== Task description ==
Please determine how many lines of the material include the word "against", and respond with nothing but that number.

== Records to use ==
########################################
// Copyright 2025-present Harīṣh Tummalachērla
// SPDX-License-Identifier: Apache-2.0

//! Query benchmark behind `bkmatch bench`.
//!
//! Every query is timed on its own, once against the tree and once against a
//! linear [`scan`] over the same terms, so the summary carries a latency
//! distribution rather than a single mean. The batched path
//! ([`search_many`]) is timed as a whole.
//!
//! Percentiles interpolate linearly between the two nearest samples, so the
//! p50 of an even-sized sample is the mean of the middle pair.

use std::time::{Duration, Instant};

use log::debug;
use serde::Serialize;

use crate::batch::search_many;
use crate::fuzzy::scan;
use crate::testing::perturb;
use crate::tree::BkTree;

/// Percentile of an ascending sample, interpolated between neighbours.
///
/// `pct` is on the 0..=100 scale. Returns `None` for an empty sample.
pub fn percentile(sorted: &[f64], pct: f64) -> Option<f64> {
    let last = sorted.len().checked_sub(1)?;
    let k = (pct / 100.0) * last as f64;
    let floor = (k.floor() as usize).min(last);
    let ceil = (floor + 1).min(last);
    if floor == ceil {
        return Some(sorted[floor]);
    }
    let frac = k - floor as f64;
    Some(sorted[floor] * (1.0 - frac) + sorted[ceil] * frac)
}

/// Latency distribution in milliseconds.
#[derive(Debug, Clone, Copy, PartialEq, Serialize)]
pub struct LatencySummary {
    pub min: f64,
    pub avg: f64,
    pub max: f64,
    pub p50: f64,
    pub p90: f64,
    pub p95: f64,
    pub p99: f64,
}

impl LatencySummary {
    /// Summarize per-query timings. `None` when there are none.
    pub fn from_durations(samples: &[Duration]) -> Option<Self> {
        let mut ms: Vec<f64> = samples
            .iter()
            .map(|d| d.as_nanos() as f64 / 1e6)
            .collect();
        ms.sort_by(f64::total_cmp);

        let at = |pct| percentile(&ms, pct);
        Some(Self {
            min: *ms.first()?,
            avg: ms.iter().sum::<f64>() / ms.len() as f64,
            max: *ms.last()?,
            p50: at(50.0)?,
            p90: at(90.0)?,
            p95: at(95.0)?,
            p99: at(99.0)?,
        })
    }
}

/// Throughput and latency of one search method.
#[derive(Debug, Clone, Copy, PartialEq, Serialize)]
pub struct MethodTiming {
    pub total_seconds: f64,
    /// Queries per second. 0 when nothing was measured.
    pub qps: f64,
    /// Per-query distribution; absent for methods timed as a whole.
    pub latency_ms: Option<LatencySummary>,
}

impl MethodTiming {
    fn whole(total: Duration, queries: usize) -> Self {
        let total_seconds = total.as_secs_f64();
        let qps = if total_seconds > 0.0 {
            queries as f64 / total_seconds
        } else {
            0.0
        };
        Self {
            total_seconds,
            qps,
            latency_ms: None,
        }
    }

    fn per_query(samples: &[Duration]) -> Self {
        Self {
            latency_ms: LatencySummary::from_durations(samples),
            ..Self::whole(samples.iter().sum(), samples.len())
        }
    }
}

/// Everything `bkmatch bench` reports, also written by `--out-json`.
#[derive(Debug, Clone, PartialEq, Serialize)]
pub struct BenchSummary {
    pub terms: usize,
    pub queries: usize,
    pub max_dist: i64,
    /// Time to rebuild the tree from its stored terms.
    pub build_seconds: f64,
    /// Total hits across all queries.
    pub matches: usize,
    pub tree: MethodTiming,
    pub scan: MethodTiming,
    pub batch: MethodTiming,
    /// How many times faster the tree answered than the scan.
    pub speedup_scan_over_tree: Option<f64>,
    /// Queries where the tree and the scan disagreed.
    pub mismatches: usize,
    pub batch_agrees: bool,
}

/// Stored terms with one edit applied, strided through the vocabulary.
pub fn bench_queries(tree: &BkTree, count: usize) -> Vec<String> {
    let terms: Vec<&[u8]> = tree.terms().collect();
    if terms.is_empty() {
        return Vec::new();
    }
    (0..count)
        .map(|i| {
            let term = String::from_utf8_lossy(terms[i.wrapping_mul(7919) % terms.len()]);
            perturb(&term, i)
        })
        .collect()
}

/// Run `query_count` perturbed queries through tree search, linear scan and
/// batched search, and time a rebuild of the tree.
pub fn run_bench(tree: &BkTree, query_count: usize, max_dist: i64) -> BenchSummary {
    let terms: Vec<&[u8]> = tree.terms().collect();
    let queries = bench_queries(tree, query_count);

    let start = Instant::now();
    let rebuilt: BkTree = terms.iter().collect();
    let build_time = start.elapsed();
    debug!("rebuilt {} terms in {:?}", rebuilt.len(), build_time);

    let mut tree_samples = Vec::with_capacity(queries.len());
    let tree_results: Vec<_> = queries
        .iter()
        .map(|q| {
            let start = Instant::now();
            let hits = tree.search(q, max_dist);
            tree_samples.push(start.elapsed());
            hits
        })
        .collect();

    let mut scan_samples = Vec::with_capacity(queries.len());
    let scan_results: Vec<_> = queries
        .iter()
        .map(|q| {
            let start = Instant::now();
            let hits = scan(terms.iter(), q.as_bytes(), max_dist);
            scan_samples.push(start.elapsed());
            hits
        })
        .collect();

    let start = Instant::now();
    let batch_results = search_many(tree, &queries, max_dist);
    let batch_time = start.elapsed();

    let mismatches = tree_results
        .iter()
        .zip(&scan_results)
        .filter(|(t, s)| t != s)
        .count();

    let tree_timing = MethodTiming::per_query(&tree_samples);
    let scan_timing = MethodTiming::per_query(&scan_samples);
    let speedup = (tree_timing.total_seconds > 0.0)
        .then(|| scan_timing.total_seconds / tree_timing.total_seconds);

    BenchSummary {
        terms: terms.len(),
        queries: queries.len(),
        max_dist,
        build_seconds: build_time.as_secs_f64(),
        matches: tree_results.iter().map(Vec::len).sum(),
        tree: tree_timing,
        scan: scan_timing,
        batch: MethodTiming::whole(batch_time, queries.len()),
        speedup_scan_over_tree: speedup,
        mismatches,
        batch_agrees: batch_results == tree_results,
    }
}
########################################
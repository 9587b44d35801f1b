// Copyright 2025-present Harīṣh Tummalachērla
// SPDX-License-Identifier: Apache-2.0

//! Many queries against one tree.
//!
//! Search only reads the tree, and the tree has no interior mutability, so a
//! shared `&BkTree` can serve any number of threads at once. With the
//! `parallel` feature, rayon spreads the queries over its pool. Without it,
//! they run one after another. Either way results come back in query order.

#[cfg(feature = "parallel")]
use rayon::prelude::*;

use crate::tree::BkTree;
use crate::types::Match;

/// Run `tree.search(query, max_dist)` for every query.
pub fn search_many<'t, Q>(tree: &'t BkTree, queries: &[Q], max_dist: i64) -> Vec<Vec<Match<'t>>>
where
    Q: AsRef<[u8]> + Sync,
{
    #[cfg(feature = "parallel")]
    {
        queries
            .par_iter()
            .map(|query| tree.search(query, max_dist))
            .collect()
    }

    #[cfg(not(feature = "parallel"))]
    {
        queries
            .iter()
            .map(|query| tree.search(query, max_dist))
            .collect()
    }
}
########################################
== Response to this exercise ==
2